* **Problem to solve**
Could you give the data below again, exactly and completely?

* **Stored items**
>>>

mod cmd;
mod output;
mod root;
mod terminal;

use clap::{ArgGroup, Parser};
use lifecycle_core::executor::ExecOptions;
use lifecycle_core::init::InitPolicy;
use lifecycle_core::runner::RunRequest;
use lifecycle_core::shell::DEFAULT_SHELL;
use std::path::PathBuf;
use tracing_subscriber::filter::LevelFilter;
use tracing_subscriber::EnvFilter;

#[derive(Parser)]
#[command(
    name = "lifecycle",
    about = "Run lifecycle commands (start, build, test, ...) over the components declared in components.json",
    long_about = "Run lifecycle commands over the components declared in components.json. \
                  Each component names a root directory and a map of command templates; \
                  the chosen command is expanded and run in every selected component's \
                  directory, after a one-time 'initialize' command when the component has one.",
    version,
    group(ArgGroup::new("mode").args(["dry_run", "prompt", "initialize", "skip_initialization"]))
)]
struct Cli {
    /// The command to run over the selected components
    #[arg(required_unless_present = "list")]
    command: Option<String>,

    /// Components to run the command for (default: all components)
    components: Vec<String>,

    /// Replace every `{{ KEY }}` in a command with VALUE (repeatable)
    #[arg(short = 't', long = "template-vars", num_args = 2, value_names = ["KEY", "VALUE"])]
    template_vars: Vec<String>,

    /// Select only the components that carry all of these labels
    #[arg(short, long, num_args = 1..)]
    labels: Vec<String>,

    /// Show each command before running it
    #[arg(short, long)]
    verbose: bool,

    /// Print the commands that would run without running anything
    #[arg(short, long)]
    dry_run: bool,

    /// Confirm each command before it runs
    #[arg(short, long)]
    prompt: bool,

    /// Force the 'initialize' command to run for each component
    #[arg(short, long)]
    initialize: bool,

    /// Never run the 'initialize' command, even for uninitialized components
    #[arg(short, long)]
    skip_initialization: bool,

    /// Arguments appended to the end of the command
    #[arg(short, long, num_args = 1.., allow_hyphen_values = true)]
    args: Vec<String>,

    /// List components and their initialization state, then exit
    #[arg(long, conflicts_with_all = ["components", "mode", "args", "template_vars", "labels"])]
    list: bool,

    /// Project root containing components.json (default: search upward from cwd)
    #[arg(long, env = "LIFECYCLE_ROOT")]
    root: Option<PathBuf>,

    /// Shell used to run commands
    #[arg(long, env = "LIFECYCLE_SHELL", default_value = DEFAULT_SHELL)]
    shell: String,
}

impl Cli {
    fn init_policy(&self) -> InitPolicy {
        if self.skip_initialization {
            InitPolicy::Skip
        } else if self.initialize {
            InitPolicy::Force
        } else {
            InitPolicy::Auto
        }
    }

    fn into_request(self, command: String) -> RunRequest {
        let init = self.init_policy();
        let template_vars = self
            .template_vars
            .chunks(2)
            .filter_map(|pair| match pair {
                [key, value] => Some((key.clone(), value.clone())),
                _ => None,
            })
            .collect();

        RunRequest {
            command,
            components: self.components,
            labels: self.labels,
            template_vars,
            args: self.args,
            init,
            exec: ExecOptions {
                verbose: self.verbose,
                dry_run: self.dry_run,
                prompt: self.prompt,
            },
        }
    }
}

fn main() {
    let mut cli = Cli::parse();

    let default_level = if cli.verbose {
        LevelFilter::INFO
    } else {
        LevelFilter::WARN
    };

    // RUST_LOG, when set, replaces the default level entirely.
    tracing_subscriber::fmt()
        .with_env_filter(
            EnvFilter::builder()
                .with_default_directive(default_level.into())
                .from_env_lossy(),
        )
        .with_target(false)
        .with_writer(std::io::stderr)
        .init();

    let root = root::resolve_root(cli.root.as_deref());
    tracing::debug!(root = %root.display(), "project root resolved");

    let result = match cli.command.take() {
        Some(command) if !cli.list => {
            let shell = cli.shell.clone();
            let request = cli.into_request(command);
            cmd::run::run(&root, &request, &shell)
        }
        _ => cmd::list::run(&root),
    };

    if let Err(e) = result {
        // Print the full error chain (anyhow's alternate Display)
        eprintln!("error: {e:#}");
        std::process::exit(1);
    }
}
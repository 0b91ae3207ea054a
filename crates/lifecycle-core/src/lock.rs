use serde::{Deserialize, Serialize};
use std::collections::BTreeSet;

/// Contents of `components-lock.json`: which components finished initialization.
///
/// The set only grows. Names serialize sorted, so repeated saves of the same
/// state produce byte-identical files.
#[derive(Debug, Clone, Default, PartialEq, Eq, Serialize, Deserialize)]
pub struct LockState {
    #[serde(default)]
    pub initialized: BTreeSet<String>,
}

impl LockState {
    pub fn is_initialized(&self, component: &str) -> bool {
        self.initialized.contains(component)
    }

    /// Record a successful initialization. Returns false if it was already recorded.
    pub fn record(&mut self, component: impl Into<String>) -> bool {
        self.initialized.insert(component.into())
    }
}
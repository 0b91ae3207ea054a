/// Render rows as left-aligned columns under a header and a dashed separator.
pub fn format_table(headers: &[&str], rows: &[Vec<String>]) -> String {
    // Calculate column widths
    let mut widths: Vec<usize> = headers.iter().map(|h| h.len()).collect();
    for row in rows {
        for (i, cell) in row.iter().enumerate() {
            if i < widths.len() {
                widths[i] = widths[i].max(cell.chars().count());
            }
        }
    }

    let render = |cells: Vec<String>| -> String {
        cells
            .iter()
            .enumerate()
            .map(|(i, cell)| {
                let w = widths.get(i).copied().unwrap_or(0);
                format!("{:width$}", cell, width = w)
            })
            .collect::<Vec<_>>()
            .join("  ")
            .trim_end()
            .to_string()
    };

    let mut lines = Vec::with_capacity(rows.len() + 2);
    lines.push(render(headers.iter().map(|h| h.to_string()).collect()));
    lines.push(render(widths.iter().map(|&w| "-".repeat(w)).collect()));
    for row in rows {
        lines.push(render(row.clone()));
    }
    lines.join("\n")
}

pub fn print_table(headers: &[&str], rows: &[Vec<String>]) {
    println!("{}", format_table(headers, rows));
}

<<<

* **Exercise solution**
mod cmd;
mod output;
mod root;
mod terminal;

use clap::{ArgGroup, Parser};
use lifecycle_core::executor::ExecOptions;
use lifecycle_core::init::InitPolicy;
use lifecycle_core::runner::RunRequest;
use lifecycle_core::shell::DEFAULT_SHELL;
use std::path::PathBuf;
use tracing_subscriber::filter::LevelFilter;
use tracing_subscriber::EnvFilter;

#[derive(Parser)]
#[command(
    name = "lifecycle",
    about = "Run lifecycle commands (start, build, test, ...) over the components declared in components.json",
    long_about = "Run lifecycle commands over the components declared in components.json. \
                  Each component names a root directory and a map of command templates; \
                  the chosen command is expanded and run in every selected component's \
                  directory, after a one-time 'initialize' command when the component has one.",
    version,
    group(ArgGroup::new("mode").args(["dry_run", "prompt", "initialize", "skip_initialization"]))
)]
struct Cli {
    /// The command to run over the selected components
    #[arg(required_unless_present = "list")]
    command: Option<String>,

    /// Components to run the command for (default: all components)
    components: Vec<String>,

    /// Replace every `{{ KEY }}` in a command with VALUE (repeatable)
    #[arg(short = 't', long = "template-vars", num_args = 2, value_names = ["KEY", "VALUE"])]
    template_vars: Vec<String>,

    /// Select only the components that carry all of these labels
    #[arg(short, long, num_args = 1..)]
    labels: Vec<String>,

    /// Show each command before running it
    #[arg(short, long)]
    verbose: bool,

    /// Print the commands that would run without running anything
    #[arg(short, long)]
    dry_run: bool,

    /// Confirm each command before it runs
    #[arg(short, long)]
    prompt: bool,

    /// Force the 'initialize' command to run for each component
    #[arg(short, long)]
    initialize: bool,

    /// Never run the 'initialize' command, even for uninitialized components
    #[arg(short, long)]
    skip_initialization: bool,

    /// Arguments appended to the end of the command
    #[arg(short, long, num_args = 1.., allow_hyphen_values = true)]
    args: Vec<String>,

    /// List components and their initialization state, then exit
    #[arg(long, conflicts_with_all = ["components", "mode", "args", "template_vars", "labels"])]
    list: bool,

    /// Project root containing components.json (default: search upward from cwd)
    #[arg(long, env = "LIFECYCLE_ROOT")]
    root: Option<PathBuf>,

    /// Shell used to run commands
    #[arg(long, env = "LIFECYCLE_SHELL", default_value = DEFAULT_SHELL)]
    shell: String,
}

impl Cli {
    fn init_policy(&self) -> InitPolicy {
        if self.skip_initialization {
            InitPolicy::Skip
        } else if self.initialize {
            InitPolicy::Force
        } else {
            InitPolicy::Auto
        }
    }

    fn into_request(self, command: String) -> RunRequest {
        let init = self.init_policy();
        let template_vars = self
            .template_vars
            .chunks(2)
            .filter_map(|pair| match pair {
                [key, value] => Some((key.clone(), value.clone())),
                _ => None,
            })
            .collect();

        RunRequest {
            command,
            components: self.components,
            labels: self.labels,
            template_vars,
            args: self.args,
            init,
            exec: ExecOptions {
                verbose: self.verbose,
                dry_run: self.dry_run,
                prompt: self.prompt,
            },
        }
    }
}

fn main() {
    let mut cli = Cli::parse();

    let default_level = if cli.verbose {
        LevelFilter::INFO
    } else {
        LevelFilter::WARN
    };

    // RUST_LOG, when set, replaces the default level entirely.
    tracing_subscriber::fmt()
        .with_env_filter(
            EnvFilter::builder()
                .with_default_directive(default_level.into())
                .from_env_lossy(),
        )
        .with_target(false)
        .with_writer(std::io::stderr)
        .init();

    let root = root::resolve_root(cli.root.as_deref());
    tracing::debug!(root = %root.display(), "project root resolved");

    let result = match cli.command.take() {
        Some(command) if !cli.list => {
            let shell = cli.shell.clone();
            let request = cli.into_request(command);
            cmd::run::run(&root, &request, &shell)
        }
        _ => cmd::list::run(&root),
    };

    if let Err(e) = result {
        // Print the full error chain (anyhow's alternate Display)
        eprintln!("error: {e:#}");
        std::process::exit(1);
    }
}
repository 0b91ae3207ea054a
filename crates/lifecycle-core/src/lock.rs
use serde::{Deserialize, Serialize};
use std::collections::BTreeSet;

/// Contents of `components-lock.json`: which components finished initialization.
///
/// The set only grows. Names serialize sorted, so repeated saves of the same
/// state produce byte-identical files.
#[derive(Debug, Clone, Default, PartialEq, Eq, Serialize, Deserialize)]
pub struct LockState {
    #[serde(default)]
    pub initialized: BTreeSet<String>,
}

impl LockState {
    pub fn is_initialized(&self, component: &str) -> bool {
        self.initialized.contains(component)
    }

    /// Record a successful initialization. Returns false if it was already recorded.
    pub fn record(&mut self, component: impl Into<String>) -> bool {
        self.initialized.insert(component.into())
    }
}
repository 0b91ae3207ea054a
/// Render rows as left-aligned columns under a header and a dashed separator.
pub fn format_table(headers: &[&str], rows: &[Vec<String>]) -> String {
    // Calculate column widths
    let mut widths: Vec<usize> = headers.iter().map(|h| h.len()).collect();
    for row in rows {
        for (i, cell) in row.iter().enumerate() {
            if i < widths.len() {
                widths[i] = widths[i].max(cell.chars().count());
            }
        }
    }

    let render = |cells: Vec<String>| -> String {
        cells
            .iter()
            .enumerate()
            .map(|(i, cell)| {
                let w = widths.get(i).copied().unwrap_or(0);
                format!("{:width$}", cell, width = w)
            })
            .collect::<Vec<_>>()
            .join("  ")
            .trim_end()
            .to_string()
    };

    let mut lines = Vec::with_capacity(rows.len() + 2);
    lines.push(render(headers.iter().map(|h| h.to_string()).collect()));
    lines.push(render(widths.iter().map(|&w| "-".repeat(w)).collect()));
    for row in rows {
        lines.push(render(row.clone()));
    }
    lines.join("\n")
}

pub fn print_table(headers: &[&str], rows: &[Vec<String>]) {
    println!("{}", format_table(headers, rows));
}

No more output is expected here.